She shook her head. "I don't understand, and you're going to have to explain this to me—how does a person go to war a virgin?"

I fiddled with the beer bottle on the table, spinning it in slow circles. "I…I have a way that I want to be with people. I'm not ashamed of it, but I refuse to be that way with someone unless they want it. And I won't sleep with someone until I can be that way, because I believe it's immoral to share something like that if I can’t do it honestly. If I have to close my eyes and pretend in order to finish."

I kept my words purposefully vague—mostly out of respect for the fact that Morgan and I barely knew each other and it was hardly appropriate for me to force my sexual baggage on her—but also because I didn't have the language to describe it all yet and I didn't know exactly how to convey what I meant. And I didn't think she'd be interested in my rehashing the plot of Labyrinth to explain it to her.
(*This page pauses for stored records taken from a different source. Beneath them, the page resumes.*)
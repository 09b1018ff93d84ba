//! Encoding and decoding helpers between domain types and the plain-text
//! representations stored in SQLite columns.
//!
//! Timestamps are stored as RFC 3339 strings and statuses as their lowercase
//! tag.

use std::str::FromStr;

use blog_core::{
  author::Author,
  comment::Comment,
  post::{Post, PostStatus},
};
use chrono::{DateTime, Utc};

use crate::{Error, Result};

// ─── DateTime<Utc> ───────────────────────────────────────────────────────────

pub fn encode_dt(dt: DateTime<Utc>) -> String { dt.to_rfc3339() }

pub fn decode_dt(s: &str) -> Result<DateTime<Utc>> {
  DateTime::parse_from_rfc3339(s)
    .map(|dt| dt.with_timezone(&Utc))
    .map_err(|e| Error::DateParse(e.to_string()))
}

// ─── PostStatus ──────────────────────────────────────────────────────────────

pub fn encode_status(s: PostStatus) -> &'static str {
  match s {
    PostStatus::Draft => "draft",
    PostStatus::Published => "published",
  }
}

pub fn decode_status(s: &str) -> Result<PostStatus> {
  PostStatus::from_str(s).map_err(|_| Error::UnknownStatus(s.to_owned()))
}

// ─── Row mappers ─────────────────────────────────────────────────────────────

pub const AUTHOR_COLUMNS: &str = "id, name, email, bio";
pub const POST_COLUMNS: &str =
  "id, title, content, author_id, status, created_at, updated_at";
pub const COMMENT_COLUMNS: &str = "id, post_id, author_name, content, created_at";

pub fn author_row(row: &rusqlite::Row<'_>) -> rusqlite::Result<Author> {
  Ok(Author {
    id:    row.get(0)?,
    name:  row.get(1)?,
    email: row.get(2)?,
    bio:   row.get(3)?,
  })
}

pub fn post_row(row: &rusqlite::Row<'_>) -> rusqlite::Result<RawPost> {
  Ok(RawPost {
    id:         row.get(0)?,
    title:      row.get(1)?,
    content:    row.get(2)?,
    author_id:  row.get(3)?,
    status:     row.get(4)?,
    created_at: row.get(5)?,
    updated_at: row.get(6)?,
  })
}

pub fn comment_row(row: &rusqlite::Row<'_>) -> rusqlite::Result<RawComment> {
  Ok(RawComment {
    id:          row.get(0)?,
    post_id:     row.get(1)?,
    author_name: row.get(2)?,
    content:     row.get(3)?,
    created_at:  row.get(4)?,
  })
}

// ─── Raw row types ───────────────────────────────────────────────────────────

/// Column values read from `posts` before decoding.
pub struct RawPost {
  pub id:         i64,
  pub title:      String,
  pub content:    String,
  pub author_id:  i64,
  pub status:     String,
  pub created_at: String,
  pub updated_at: String,
}

impl RawPost {
  pub fn into_post(self) -> Result<Post> {
    Ok(Post {
      id:         self.id,
      title:      self.title,
      content:    self.content,
      author_id:  self.author_id,
      status:     decode_status(&self.status)?,
      created_at: decode_dt(&self.created_at)?,
      updated_at: decode_dt(&self.updated_at)?,
    })
  }
}

/// Column values read from `comments` before decoding.
pub struct RawComment {
  pub id:          i64,
  pub post_id:     i64,
  pub author_name: String,
  pub content:     String,
  pub created_at:  String,
}

impl RawComment {
  pub fn into_comment(self) -> Result<Comment> {
    Ok(Comment {
      id:          self.id,
      post_id:     self.post_id,
      author_name: self.author_name,
      content:     self.content,
      created_at:  decode_dt(&self.created_at)?,
    })
  }
}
But even so, she understood immediately what I meant. I know now it was because she'd already spent years flirting with kink, but at the time it seemed almost eerie how quickly she grasped my meaning. "Does this have anything to do with you touching Embry's bruise on the train?"

I kept my eyes on the bottle as I admitted the truth. "Yes."

"Were you hard when you did it?"

I didn't answer.

She sat back, that satisfied cat's smile on her face again. "Maxen Colchester. Baby Dominant."

"Baby what?"

"There are words for what you like," she said. "There are words for what you are. And there's a whole world of people who like it."

I looked at her. At her long, bare legs, at her elegant throat and long black hair. Her violently green eyes and full mouth. She was beautiful, and even if she didn't make me sore with wanting like Embry did, I was still attracted to her. "And are you one of the people who like it?" I asked carefully.

Her smile deepened. "I am."

"I see."

She leaned forward, her smile turning into something more serious. "Can I show you something tonight?"

"What do you want to show me?"

"How it could be. And if you like how it could be, I'll show you more.”

I didn't have a response right away. Everything I'd ever believed about sex and desire had revolved around it being organic, genuine, and deep, and this was undoubtedly transactional and arranged. There'd be no emotional intimacy to underscore our joining, and that had always been important to me.

And then, with a bitter taste in my mouth, I remembered that Embry was out in Prague somewhere at this very moment, enjoying any number of transactional intimacies. I remembered his face as I asked him if he hated me on the train.

Yes, he'd answered.

What did it feel like to want someone who hated you? It felt like hell.

"Show me," I told Morgan.

Cat's smile. A long arch of her back as she stretched her arms. I watched the fabric of her dress pull tight around her small tits and ride up the smooth skin of her legs. It had been a long time since I'd seen a woman in civilian clothes and I had to admit I'd missed the sight. The curves, the soft graces, the inviting hollows of a woman's body: the space between breasts, the luscious cleft of an ass, the hidden, wet place between the thighs. My body responded exactly as you'd imagine.

I tried not to think of how Embry looked strolling to our hotel in the fog, his coat highlighting the breadth of his shoulders and his eyelashes dark on his cheeks as he lit a cigarette. I tried not to think of how it would feel to see his thighs instead, dusted with hair and sculpted with lean muscle, how it would feel to see his nipples harden under my stare rather than Morgan’s.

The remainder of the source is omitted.